7 Genre Defying Queer Feature Films

It’s hard to define some films by a single genre. Especially with genre combinations becoming increasingly popular. It’s the films that could be described as a genre of their own that make them memorable. Here is a list of queer stories that broke barriers and took it to the next level.

1. Orpheus (1950)

At the Café des Poètes in Paris, a fight breaks out between the poet Orphée (Jean Marais) and a group of resentful upstarts. A rival poet, Cègeste (Edouard Dermithe), is killed, and a mysterious princess (María Casares) insists on taking Orpheus and the body away in her Rolls-Royce. Orphée soon finds himself in the underworld, where the Princess announces that she is, in fact, Death. Orpheus escapes in the car back to the land of the living, only to become obsessed with the car radio.

2. Purple Noon (1960)

Tom Ripley (Alain Delon) travels to Italy to visit his playboy friend Phillippe Greenleaf (Maurice Ronet) and Phillippe’s new fiancée, Marge Duval (Marie Laforêt). What Phillippe doesn’t know is that his father has paid Tom to convince his son to abandon Europe and return to his family responsibilities in San Francisco. But when Phillippe’s family cuts off their funding of Tom’s extravagant lifestyle during his covert mission, he discovers another way to maintain his newfound standard of living.

3. The Crying Game (1992)

Irish Republican Army member Fergus (Stephen Rea) forms an unexpected bond with Jody (Forest Whitaker), a kidnapped British soldier in his custody, despite the warnings of fellow IRA members Jude (Miranda Richardson) and Maguire (Adrian Dunbar). Jody makes Fergus promise he’ll visit his girlfriend, Dil (Jaye Davidson), in London, and when Fergus flees to the city, he seeks her out. Hounded by his former IRA colleagues, he finds himself increasingly drawn to the enigmatic, and surprising, Dil.

4. Bound (1996)

Sparks fly when Violet (Jennifer Tilly) sets eyes on Corky (Gina Gershon) in an elevator. Violet is the girlfriend of a violent gangster, Caesar (Joe Pantoliano), while Corky is fresh out of prison and doing renovations on the apartment next door. As the two women launch into a passionate love affair, they assemble an intricate plan for Violet to escape from Caesar, with two million dollars of the mob’s money — but the important part is to make it out alive.

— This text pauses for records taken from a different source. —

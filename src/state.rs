use std::sync::Arc;

use tracing::info;

use crate::{
    auth::UserRepo,
    catalog::CatalogRepo,
    config::{AppConfig, StorageBackend},
    db::PgStore,
    groups::{GroupRepo, InviteNotifier, LogNotifier},
    memory::MemoryStore,
    nutrition::NutritionRepo,
    weight::WeightRepo,
    workouts::SetLogRepo,
};

/// Shared handles for handlers; every collaborator is injected, none is global.
#[derive(Clone)]
pub struct AppState {
    pub config: Arc<AppConfig>,
    pub users: Arc<dyn UserRepo>,
    pub catalog: Arc<dyn CatalogRepo>,
    pub sets: Arc<dyn SetLogRepo>,
    pub groups: Arc<dyn GroupRepo>,
    pub weights: Arc<dyn WeightRepo>,
    pub nutrition: Arc<dyn NutritionRepo>,
    pub notifier: Arc<dyn InviteNotifier>,
}

impl AppState {
    pub async fn init() -> anyhow::Result<Self> {
        let config = AppConfig::from_env()?;
        match config.storage {
            StorageBackend::Postgres => {
                let store = Arc::new(PgStore::connect(&config).await?);
                Ok(Self::from_store(config, store, Arc::new(LogNotifier)))
            }
            StorageBackend::Memory => {
                info!("using in-memory storage; data is lost on exit");
                Ok(Self::in_memory(config))
            }
        }
    }

    pub fn in_memory(config: AppConfig) -> Self {
        Self::from_store(config, Arc::new(MemoryStore::new()), Arc::new(LogNotifier))
    }

    /// Wires one store into every repository slot.
    pub fn from_store<S>(config: AppConfig, store: Arc<S>, notifier: Arc<dyn InviteNotifier>) -> Self
    where
        S: UserRepo + CatalogRepo + SetLogRepo + GroupRepo + WeightRepo + NutritionRepo + 'static,
    {
        Self {
            config: Arc::new(config),
            users: store.clone(),
            catalog: store.clone(),
            sets: store.clone(),
            groups: store.clone(),
            weights: store.clone(),
            nutrition: store,
            notifier,
        }
    }
}
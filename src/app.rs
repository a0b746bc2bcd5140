use std::net::SocketAddr;

use axum::{routing::get, Router};
use tower_http::{cors::CorsLayer, trace::TraceLayer};

use crate::{auth, groups, nutrition, state::AppState, weight, workouts};

pub fn build_app(state: AppState) -> Router {
    Router::new()
        .nest(
            "/api/v1",
            Router::new()
                .merge(auth::router())
                .merge(weight::router())
                .merge(workouts::router())
                .merge(groups::router())
                .merge(nutrition::router())
                .route("/health", get(|| async { "ok" })),
        )
        .with_state(state)
        .layer(CorsLayer::permissive())
        .layer(
            TraceLayer::new_for_http()
                .make_span_with(|req: &axum::http::Request<_>| {
                    let method = req.method().clone();
                    let uri = req.uri().clone();
                    tracing::info_span!(
                        "http_request",
                        %method,
                        uri = %uri,
                        status = tracing::field::Empty
                    )
                })
                .on_response(
                    |res: &axum::http::Response<_>,
                     _latency: std::time::Duration,
                     span: &tracing::Span| {
                        let status = res.status();
                        span.record("status", tracing::field::display(status));
                        if status.is_server_error() {
                            tracing::error!(%status, "response");
                        } else {
                            tracing::info!(%status, "response");
                        }
                    },
                ),
        )
}

pub async fn serve(app: Router) -> anyhow::Result<()> {
    let addr: SocketAddr = format!(
        "{}:{}",
        std::env::var("APP_HOST").unwrap_or_else(|_| "0.0.0.0".into()),
        std::env::var("APP_PORT").unwrap_or_else(|_| "8080".into())
    )
    .parse()?;

    tracing::info!("listening on {}", addr);
    let listener = tokio::net::TcpListener::bind(addr).await?;
    axum::serve(listener, app).await?;
    Ok(())
}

5. Hedwig and the Angry Inch (2001)

A German emigrant living in a trailer in Kansas is the victim of a botched sex-change operation. Adapted from the critically acclaimed off-Broadway rock theater hit, “Hedwig and the Angry Inch” tells the story of the “internationally ignored” rock singer, Hedwig, and her search for stardom and love.

6. D.E.B.S. (2004)

This 90-minute spy parody involves a secret crime-fighting unit made up of schoolgirls Amy (Sara Foster), Dominique (Devon Aoki), Janet (Jill Ritchie), and Max (Meagan Good). A government agency recruited them for the team based on their standardized test scores, which assumed a propensity for lying and thieving. Their assignment is to take down major villain Lucy Diamond (Jordana Brewster). As it turns out, all she really wants to have an illicit affair with D.E.B.S. leader Amy. Michael Clarke Duncan plays the president of D.E.B.S. Academy. D.E.B.S. was shown at the Sundance Film Festival in 2004.

7. Jennifer’s Body (2009)

When a demon takes possession of her, high-school hottie Jennifer (Megan Fox) turns a hungry eye on guys who never stood a chance with her before. While evil Jennifer satisfies her appetite for human flesh with the school’s male population, her nerdy friend, Needy (Amanda Seyfried), learns what’s happening and vows to put an end to the carnage.